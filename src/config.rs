//! Engine Configuration
//!
//! Runtime knobs for the workflow engine. Values come from defaults,
//! an optional YAML file, and finally environment overrides.
//!
//! # Example YAML Format
//!
//! ```yaml
//! max_parallel_branches: 8
//! dead_end_policy: fail
//! admin_role: workflow_admin
//! store_dir: /var/lib/contentflow
//! versioned_fields: [title, body, slug]
//! ```

use std::error::Error;
use std::fs;
use std::path::{Path, PathBuf};

use log::{debug, info, warn};
use once_cell::sync::Lazy;
use serde::{Deserialize, Serialize};

/// Environment variable overriding the store directory.
pub const HOME_ENV: &str = "CONTENTFLOW_HOME";

/// Environment variable overriding the parallel branch limit.
pub const MAX_PARALLEL_ENV: &str = "CONTENTFLOW_MAX_PARALLEL";

/// Lazily-resolved default directory for the file-backed store.
pub static DEFAULT_STORE_DIR: Lazy<PathBuf> = Lazy::new(|| {
    // Priority 1: explicit environment override
    if let Ok(dir) = std::env::var(HOME_ENV) {
        if !dir.trim().is_empty() {
            info!("Using store directory from {}: {}", HOME_ENV, dir);
            return PathBuf::from(dir);
        }
    }

    // Priority 2: hidden directory in the current working directory
    PathBuf::from(".contentflow")
});

/// What the runner does when a multi-successor step matches no condition.
#[derive(Serialize, Deserialize, Debug, Clone, Copy, PartialEq, Eq, Default)]
#[serde(rename_all = "snake_case")]
pub enum DeadEndPolicy {
    /// Mark the instance failed with reason `DeadEnd`.
    #[default]
    Fail,
    /// Treat the dead end as normal completion.
    Complete,
}

/// Engine-wide configuration.
#[derive(Serialize, Deserialize, Debug, Clone)]
pub struct EngineConfig {
    /// Upper bound on concurrently running branches of one parallel step
    #[serde(default = "default_max_parallel")]
    pub max_parallel_branches: usize,

    /// Policy applied when no decision condition matches
    #[serde(default)]
    pub dead_end_policy: DeadEndPolicy,

    /// Role allowed to cancel instances it did not start
    #[serde(default = "default_admin_role")]
    pub admin_role: String,

    /// Directory used by the file-backed store
    #[serde(default = "default_store_dir")]
    pub store_dir: PathBuf,

    /// Subject fields whose changes create content versions; empty tracks all
    #[serde(default)]
    pub versioned_fields: Vec<String>,

    /// Deepest chain of subprocess children an instance may start
    #[serde(default = "default_max_subprocess_depth")]
    pub max_subprocess_depth: u32,
}

fn default_max_parallel() -> usize {
    num_cpus::get().max(1)
}

fn default_max_subprocess_depth() -> u32 {
    16
}

fn default_admin_role() -> String {
    "admin".to_string()
}

fn default_store_dir() -> PathBuf {
    DEFAULT_STORE_DIR.clone()
}

impl Default for EngineConfig {
    fn default() -> Self {
        Self {
            max_parallel_branches: default_max_parallel(),
            dead_end_policy: DeadEndPolicy::default(),
            admin_role: default_admin_role(),
            store_dir: default_store_dir(),
            versioned_fields: Vec::new(),
            max_subprocess_depth: default_max_subprocess_depth(),
        }
    }
}

impl EngineConfig {
    /// Loads configuration from a YAML file, then applies environment overrides.
    pub fn load(path: impl AsRef<Path>) -> Result<Self, Box<dyn Error>> {
        let path = path.as_ref();
        let content = fs::read_to_string(path).map_err(|e| {
            format!("Failed to read config file '{}': {}", path.display(), e)
        })?;

        let mut config: EngineConfig = serde_yaml::from_str(&content)
            .map_err(|e| format!("Failed to parse config '{}': {}", path.display(), e))?;

        config.apply_env();
        debug!("Loaded engine config: {:?}", config);
        Ok(config)
    }

    /// Builds the default configuration with environment overrides applied.
    pub fn from_env() -> Self {
        let mut config = Self::default();
        config.apply_env();
        config
    }

    fn apply_env(&mut self) {
        if let Ok(raw) = std::env::var(MAX_PARALLEL_ENV) {
            match raw.parse::<usize>() {
                Ok(n) if n > 0 => self.max_parallel_branches = n,
                _ => warn!("Ignoring invalid {} value: {}", MAX_PARALLEL_ENV, raw),
            }
        }
    }

    pub fn with_dead_end_policy(mut self, policy: DeadEndPolicy) -> Self {
        self.dead_end_policy = policy;
        self
    }

    pub fn with_max_parallel_branches(mut self, n: usize) -> Self {
        self.max_parallel_branches = n.max(1);
        self
    }

    pub fn with_max_subprocess_depth(mut self, depth: u32) -> Self {
        self.max_subprocess_depth = depth;
        self
    }

    pub fn with_versioned_fields<I, S>(mut self, fields: I) -> Self
    where
        I: IntoIterator<Item = S>,
        S: Into<String>,
    {
        self.versioned_fields = fields.into_iter().map(Into::into).collect();
        self
    }

    /// Whether a change to `field` is recorded in content versions.
    pub fn is_versioned(&self, field: &str) -> bool {
        self.versioned_fields.is_empty() || self.versioned_fields.iter().any(|f| f == field)
    }
}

::::::

Instructions to follow:
Print the records once more, exactly as written.

Written response:
filename src/config.rs
//! Engine Configuration
//!
//! Runtime knobs for the workflow engine. Values come from defaults,
//! an optional YAML file, and finally environment overrides.
//!
//! # Example YAML Format
//!
//! ```yaml
//! max_parallel_branches: 8
//! dead_end_policy: fail
//! admin_role: workflow_admin
//! store_dir: /var/lib/contentflow
//! versioned_fields: [title, body, slug]
//! ```

use std::error::Error;
use std::fs;
use std::path::{Path, PathBuf};

use log::{debug, info, warn};
use once_cell::sync::Lazy;
use serde::{Deserialize, Serialize};

/// Environment variable overriding the store directory.
pub const HOME_ENV: &str = "CONTENTFLOW_HOME";

/// Environment variable overriding the parallel branch limit.
pub const MAX_PARALLEL_ENV: &str = "CONTENTFLOW_MAX_PARALLEL";

/// Lazily-resolved default directory for the file-backed store.
pub static DEFAULT_STORE_DIR: Lazy<PathBuf> = Lazy::new(|| {
    // Priority 1: explicit environment override
    if let Ok(dir) = std::env::var(HOME_ENV) {
        if !dir.trim().is_empty() {
            info!("Using store directory from {}: {}", HOME_ENV, dir);
            return PathBuf::from(dir);
        }
    }

    // Priority 2: hidden directory in the current working directory
    PathBuf::from(".contentflow")
});

/// What the runner does when a multi-successor step matches no condition.
#[derive(Serialize, Deserialize, Debug, Clone, Copy, PartialEq, Eq, Default)]
#[serde(rename_all = "snake_case")]
pub enum DeadEndPolicy {
    /// Mark the instance failed with reason `DeadEnd`.
    #[default]
    Fail,
    /// Treat the dead end as normal completion.
    Complete,
}

/// Engine-wide configuration.
#[derive(Serialize, Deserialize, Debug, Clone)]
pub struct EngineConfig {
    /// Upper bound on concurrently running branches of one parallel step
    #[serde(default = "default_max_parallel")]
    pub max_parallel_branches: usize,

    /// Policy applied when no decision condition matches
    #[serde(default)]
    pub dead_end_policy: DeadEndPolicy,

    /// Role allowed to cancel instances it did not start
    #[serde(default = "default_admin_role")]
    pub admin_role: String,

    /// Directory used by the file-backed store
    #[serde(default = "default_store_dir")]
    pub store_dir: PathBuf,

    /// Subject fields whose changes create content versions; empty tracks all
    #[serde(default)]
    pub versioned_fields: Vec<String>,

    /// Deepest chain of subprocess children an instance may start
    #[serde(default = "default_max_subprocess_depth")]
    pub max_subprocess_depth: u32,
}

fn default_max_parallel() -> usize {
    num_cpus::get().max(1)
}

fn default_max_subprocess_depth() -> u32 {
    16
}

fn default_admin_role() -> String {
    "admin".to_string()
}

fn default_store_dir() -> PathBuf {
    DEFAULT_STORE_DIR.clone()
}

impl Default for EngineConfig {
    fn default() -> Self {
        Self {
            max_parallel_branches: default_max_parallel(),
            dead_end_policy: DeadEndPolicy::default(),
            admin_role: default_admin_role(),
            store_dir: default_store_dir(),
            versioned_fields: Vec::new(),
            max_subprocess_depth: default_max_subprocess_depth(),
        }
    }
}

impl EngineConfig {
    /// Loads configuration from a YAML file, then applies environment overrides.
    pub fn load(path: impl AsRef<Path>) -> Result<Self, Box<dyn Error>> {
        let path = path.as_ref();
        let content = fs::read_to_string(path).map_err(|e| {
            format!("Failed to read config file '{}': {}", path.display(), e)
        })?;

        let mut config: EngineConfig = serde_yaml::from_str(&content)
            .map_err(|e| format!("Failed to parse config '{}': {}", path.display(), e))?;

        config.apply_env();
        debug!("Loaded engine config: {:?}", config);
        Ok(config)
    }

    /// Builds the default configuration with environment overrides applied.
    pub fn from_env() -> Self {
        let mut config = Self::default();
        config.apply_env();
        config
    }

    fn apply_env(&mut self) {
        if let Ok(raw) = std::env::var(MAX_PARALLEL_ENV) {
            match raw.parse::<usize>() {
                Ok(n) if n > 0 => self.max_parallel_branches = n,
                _ => warn!("Ignoring invalid {} value: {}", MAX_PARALLEL_ENV, raw),
            }
        }
    }

    pub fn with_dead_end_policy(mut self, policy: DeadEndPolicy) -> Self {
        self.dead_end_policy = policy;
        self
    }

    pub fn with_max_parallel_branches(mut self, n: usize) -> Self {
        self.max_parallel_branches = n.max(1);
        self
    }

    pub fn with_max_subprocess_depth(mut self, depth: u32) -> Self {
        self.max_subprocess_depth = depth;
        self
    }

    pub fn with_versioned_fields<I, S>(mut self, fields: I) -> Self
    where
        I: IntoIterator<Item = S>,
        S: Into<String>,
    {
        self.versioned_fields = fields.into_iter().map(Into::into).collect();
        self
    }

    /// Whether a change to `field` is recorded in content versions.
    pub fn is_versioned(&self, field: &str) -> bool {
        self.versioned_fields.is_empty() || self.versioned_fields.iter().any(|f| f == field)
    }
}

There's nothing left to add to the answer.